(ASSIGNED TASK):
Please filter the data down to the lines that include the word "received" and copy them.
___ DATASET EXCERPTS
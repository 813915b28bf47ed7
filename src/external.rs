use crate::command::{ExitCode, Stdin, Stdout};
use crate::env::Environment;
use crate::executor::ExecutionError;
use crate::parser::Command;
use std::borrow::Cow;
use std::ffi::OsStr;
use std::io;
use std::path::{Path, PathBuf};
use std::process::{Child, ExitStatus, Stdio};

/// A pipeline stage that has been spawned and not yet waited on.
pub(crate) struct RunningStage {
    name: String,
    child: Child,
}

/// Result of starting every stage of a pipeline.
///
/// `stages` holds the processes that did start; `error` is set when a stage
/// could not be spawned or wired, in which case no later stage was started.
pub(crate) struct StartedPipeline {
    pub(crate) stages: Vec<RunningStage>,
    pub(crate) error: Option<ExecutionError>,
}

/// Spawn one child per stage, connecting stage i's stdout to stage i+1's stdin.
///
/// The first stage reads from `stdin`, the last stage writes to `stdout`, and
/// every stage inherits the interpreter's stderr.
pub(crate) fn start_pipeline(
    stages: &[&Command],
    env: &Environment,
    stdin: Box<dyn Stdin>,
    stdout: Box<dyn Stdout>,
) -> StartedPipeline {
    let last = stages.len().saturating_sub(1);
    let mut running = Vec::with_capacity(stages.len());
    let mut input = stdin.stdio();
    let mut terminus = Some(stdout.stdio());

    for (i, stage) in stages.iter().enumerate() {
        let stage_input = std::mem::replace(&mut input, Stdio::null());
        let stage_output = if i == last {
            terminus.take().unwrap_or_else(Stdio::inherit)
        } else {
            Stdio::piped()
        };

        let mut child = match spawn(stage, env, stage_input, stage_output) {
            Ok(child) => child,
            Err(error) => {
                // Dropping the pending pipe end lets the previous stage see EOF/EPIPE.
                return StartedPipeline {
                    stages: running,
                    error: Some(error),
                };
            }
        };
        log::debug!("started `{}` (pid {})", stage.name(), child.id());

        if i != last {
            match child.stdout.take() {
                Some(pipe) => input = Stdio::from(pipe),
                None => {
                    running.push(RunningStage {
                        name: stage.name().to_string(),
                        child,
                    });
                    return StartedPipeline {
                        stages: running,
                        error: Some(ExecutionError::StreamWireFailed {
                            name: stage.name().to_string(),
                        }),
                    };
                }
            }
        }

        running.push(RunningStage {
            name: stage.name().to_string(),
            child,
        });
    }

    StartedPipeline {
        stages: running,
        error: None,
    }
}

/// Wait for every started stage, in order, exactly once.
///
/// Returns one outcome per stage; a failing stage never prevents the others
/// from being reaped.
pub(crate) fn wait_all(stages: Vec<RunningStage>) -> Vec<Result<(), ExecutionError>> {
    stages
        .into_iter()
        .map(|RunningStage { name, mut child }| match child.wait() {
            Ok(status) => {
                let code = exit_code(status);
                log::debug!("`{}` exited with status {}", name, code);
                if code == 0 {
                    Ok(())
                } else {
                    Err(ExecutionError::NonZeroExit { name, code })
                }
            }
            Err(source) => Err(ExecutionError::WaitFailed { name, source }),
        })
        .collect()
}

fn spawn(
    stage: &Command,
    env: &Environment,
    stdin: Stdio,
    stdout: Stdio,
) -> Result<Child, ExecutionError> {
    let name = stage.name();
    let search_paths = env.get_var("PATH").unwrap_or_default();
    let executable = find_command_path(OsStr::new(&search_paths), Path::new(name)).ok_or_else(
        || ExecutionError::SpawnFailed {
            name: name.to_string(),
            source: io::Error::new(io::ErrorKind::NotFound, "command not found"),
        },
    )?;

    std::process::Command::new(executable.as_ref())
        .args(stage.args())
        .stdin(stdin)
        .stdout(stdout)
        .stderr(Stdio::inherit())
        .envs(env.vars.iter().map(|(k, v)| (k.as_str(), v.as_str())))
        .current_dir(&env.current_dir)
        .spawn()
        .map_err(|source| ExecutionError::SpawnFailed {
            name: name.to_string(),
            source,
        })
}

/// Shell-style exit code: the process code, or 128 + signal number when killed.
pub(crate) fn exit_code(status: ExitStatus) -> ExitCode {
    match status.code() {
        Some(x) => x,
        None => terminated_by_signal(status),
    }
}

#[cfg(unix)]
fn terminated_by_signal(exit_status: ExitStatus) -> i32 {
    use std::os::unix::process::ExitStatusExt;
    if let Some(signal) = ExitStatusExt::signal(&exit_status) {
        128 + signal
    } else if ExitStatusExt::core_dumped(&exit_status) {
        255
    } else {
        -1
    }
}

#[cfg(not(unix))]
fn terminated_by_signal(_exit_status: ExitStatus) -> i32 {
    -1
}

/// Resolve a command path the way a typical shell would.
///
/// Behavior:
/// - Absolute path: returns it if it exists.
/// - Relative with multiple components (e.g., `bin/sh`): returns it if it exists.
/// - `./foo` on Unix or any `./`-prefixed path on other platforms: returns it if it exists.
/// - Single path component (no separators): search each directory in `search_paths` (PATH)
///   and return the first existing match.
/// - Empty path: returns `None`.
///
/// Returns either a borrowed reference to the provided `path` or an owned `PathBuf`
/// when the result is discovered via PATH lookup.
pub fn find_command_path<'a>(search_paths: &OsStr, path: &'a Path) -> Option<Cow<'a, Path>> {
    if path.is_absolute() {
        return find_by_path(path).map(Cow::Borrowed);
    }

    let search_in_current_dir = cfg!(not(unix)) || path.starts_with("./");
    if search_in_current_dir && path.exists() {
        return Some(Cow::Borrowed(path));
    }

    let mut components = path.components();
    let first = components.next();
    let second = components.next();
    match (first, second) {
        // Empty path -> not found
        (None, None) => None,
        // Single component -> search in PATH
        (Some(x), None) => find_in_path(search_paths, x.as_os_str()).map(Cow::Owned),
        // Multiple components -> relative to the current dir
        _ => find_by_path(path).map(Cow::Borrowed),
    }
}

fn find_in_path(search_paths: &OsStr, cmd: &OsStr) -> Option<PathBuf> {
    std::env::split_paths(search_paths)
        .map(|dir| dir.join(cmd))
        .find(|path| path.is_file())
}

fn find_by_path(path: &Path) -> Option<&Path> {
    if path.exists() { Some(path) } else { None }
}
______
___ DATASET EXCERPTS
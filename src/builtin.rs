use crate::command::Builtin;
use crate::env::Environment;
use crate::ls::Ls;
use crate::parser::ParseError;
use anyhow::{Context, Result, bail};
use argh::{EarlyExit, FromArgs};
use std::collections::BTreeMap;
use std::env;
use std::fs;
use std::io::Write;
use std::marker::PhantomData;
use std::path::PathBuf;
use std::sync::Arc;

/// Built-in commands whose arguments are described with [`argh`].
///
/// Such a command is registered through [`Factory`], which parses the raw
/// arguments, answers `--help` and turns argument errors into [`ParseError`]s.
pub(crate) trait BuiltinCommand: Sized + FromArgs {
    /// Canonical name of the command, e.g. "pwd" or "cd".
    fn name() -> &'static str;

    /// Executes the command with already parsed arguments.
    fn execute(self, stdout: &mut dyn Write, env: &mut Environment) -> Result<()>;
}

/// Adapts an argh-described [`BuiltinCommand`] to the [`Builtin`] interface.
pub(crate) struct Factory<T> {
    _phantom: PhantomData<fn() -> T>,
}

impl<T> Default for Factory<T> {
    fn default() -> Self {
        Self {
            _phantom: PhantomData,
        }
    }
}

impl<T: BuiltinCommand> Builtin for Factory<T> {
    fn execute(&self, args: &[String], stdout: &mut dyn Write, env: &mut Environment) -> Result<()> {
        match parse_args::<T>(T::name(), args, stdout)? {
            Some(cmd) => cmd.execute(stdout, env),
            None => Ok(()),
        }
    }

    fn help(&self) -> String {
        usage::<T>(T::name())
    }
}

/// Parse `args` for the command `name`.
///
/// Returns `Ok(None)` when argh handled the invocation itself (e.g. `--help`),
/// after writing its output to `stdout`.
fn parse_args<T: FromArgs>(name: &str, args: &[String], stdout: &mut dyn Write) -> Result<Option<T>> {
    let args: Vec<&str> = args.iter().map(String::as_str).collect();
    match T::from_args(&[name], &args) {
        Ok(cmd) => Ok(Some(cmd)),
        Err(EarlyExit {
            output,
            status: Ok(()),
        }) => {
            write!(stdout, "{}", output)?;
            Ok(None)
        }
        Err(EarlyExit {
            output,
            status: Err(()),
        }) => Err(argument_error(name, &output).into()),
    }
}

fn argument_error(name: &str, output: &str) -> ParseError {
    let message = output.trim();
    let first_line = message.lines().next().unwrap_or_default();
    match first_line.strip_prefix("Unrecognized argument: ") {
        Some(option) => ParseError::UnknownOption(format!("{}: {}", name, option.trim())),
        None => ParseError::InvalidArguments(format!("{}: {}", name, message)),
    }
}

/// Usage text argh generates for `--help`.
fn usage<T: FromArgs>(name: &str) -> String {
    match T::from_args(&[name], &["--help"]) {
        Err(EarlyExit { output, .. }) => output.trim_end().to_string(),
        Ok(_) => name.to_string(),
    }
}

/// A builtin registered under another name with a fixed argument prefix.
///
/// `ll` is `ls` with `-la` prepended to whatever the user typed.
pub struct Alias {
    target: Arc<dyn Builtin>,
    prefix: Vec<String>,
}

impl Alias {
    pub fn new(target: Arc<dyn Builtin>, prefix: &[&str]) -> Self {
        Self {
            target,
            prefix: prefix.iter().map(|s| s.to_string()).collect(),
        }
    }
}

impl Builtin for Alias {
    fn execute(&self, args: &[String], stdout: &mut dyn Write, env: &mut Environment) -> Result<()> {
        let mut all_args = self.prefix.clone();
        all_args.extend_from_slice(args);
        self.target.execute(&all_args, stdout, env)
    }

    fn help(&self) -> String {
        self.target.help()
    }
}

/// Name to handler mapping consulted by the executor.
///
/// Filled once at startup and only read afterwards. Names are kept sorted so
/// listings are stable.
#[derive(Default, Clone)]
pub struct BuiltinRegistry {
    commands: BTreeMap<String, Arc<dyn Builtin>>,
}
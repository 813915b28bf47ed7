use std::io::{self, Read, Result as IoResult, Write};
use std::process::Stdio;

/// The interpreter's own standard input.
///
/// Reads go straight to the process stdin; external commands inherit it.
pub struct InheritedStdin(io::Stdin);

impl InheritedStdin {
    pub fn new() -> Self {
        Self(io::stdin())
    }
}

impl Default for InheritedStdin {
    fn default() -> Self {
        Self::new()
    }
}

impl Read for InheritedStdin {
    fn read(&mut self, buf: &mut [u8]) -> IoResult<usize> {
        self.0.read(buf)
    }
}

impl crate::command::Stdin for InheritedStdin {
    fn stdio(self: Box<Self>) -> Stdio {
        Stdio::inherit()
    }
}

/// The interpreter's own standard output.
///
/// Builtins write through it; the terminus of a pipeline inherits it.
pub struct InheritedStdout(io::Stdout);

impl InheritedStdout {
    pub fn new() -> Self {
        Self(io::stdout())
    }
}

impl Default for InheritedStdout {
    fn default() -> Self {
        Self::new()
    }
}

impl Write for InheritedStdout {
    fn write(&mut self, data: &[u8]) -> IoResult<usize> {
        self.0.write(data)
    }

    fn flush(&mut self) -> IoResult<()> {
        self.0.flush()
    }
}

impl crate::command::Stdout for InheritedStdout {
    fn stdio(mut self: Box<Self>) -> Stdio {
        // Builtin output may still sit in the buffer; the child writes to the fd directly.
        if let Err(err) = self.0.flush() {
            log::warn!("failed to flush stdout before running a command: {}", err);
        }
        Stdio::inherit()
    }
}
______
___ DATASET EXCERPTS
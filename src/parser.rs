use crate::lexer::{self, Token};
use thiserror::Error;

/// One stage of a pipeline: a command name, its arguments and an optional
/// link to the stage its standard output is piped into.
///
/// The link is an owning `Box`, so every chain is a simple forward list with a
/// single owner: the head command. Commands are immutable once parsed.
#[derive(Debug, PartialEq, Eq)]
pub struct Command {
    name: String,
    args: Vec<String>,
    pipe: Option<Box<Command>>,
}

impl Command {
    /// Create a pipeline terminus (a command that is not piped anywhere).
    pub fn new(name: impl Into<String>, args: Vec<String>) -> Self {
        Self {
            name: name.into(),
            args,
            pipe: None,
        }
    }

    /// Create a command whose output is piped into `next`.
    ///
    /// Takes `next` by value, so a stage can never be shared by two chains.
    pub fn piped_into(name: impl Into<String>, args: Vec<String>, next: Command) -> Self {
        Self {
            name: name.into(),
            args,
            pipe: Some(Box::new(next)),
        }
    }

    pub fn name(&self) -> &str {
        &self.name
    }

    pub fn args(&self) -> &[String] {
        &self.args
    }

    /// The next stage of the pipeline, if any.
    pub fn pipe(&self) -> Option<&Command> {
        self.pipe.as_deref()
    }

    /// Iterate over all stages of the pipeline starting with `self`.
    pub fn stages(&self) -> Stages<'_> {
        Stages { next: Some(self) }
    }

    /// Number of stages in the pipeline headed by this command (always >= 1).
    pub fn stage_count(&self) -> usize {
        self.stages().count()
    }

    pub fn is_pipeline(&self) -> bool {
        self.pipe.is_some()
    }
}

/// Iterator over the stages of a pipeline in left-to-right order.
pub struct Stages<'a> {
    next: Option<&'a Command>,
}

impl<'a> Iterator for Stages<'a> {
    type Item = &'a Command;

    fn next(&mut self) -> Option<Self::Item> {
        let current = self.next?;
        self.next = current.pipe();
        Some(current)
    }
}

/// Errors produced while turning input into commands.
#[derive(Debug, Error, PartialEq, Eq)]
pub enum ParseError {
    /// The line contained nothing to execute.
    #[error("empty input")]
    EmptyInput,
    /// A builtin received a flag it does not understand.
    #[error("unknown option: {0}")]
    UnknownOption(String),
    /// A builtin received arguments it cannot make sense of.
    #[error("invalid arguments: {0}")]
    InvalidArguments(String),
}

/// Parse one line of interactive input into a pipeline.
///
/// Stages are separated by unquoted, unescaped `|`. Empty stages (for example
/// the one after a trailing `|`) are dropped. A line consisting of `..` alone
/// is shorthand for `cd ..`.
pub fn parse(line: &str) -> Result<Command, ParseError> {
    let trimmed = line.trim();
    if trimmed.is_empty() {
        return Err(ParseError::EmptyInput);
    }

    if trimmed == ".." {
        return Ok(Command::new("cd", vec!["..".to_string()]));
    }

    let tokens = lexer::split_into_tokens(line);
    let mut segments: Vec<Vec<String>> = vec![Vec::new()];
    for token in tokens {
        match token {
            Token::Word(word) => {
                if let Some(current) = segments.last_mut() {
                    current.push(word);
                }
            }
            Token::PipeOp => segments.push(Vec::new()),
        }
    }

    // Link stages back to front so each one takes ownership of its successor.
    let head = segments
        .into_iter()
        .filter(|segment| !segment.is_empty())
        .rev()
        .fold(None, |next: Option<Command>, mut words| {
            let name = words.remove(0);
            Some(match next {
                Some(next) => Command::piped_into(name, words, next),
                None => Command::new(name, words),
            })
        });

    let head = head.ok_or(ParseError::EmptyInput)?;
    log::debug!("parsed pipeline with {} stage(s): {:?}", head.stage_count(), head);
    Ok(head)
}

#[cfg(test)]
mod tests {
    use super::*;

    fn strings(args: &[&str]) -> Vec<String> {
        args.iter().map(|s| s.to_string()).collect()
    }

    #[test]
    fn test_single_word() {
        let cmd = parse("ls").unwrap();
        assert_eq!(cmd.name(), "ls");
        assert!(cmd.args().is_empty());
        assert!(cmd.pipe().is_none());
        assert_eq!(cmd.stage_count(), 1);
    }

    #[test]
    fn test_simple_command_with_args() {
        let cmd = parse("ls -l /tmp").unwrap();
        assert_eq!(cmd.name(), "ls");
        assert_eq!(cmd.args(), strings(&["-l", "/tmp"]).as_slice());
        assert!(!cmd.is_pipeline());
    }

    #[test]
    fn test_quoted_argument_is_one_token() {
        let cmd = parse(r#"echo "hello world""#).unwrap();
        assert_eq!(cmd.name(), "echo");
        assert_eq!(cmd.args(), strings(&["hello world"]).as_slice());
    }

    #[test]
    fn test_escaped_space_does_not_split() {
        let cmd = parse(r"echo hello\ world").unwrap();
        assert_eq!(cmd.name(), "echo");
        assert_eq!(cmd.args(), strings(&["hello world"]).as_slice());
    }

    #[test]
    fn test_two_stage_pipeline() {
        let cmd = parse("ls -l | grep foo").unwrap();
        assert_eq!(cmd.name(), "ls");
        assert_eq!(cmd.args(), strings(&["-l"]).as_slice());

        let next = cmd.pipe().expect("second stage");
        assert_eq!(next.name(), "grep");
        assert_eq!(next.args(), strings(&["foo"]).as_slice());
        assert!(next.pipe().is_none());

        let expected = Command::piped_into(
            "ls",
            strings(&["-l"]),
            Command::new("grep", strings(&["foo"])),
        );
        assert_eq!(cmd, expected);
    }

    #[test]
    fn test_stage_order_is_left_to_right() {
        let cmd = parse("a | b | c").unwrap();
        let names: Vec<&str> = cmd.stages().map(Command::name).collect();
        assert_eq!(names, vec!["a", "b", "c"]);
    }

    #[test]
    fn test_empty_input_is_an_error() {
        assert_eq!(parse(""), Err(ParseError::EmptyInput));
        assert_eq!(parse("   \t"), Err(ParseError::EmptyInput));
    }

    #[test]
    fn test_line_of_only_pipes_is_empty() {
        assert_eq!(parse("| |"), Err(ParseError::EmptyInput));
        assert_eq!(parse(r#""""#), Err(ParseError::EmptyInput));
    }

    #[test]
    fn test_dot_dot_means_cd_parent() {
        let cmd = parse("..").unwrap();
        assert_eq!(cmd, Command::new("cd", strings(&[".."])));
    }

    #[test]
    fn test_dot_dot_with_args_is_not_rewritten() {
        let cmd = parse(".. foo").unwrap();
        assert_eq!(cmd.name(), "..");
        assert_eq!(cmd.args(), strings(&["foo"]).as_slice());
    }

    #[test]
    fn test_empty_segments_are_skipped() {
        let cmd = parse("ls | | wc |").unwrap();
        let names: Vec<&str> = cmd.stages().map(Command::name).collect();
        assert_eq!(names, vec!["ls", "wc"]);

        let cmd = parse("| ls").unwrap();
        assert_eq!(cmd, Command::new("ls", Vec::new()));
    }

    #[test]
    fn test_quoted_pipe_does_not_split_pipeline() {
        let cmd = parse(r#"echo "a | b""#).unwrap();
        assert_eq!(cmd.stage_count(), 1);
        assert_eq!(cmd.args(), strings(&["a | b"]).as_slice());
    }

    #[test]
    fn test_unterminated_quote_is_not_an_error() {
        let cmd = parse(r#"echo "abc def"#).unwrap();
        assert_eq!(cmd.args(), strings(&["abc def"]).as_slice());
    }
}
______
(RESPONSE TO THE EXERCISE):
    /// A builtin received a flag it does not understand.
    /// A builtin received arguments it cannot make sense of.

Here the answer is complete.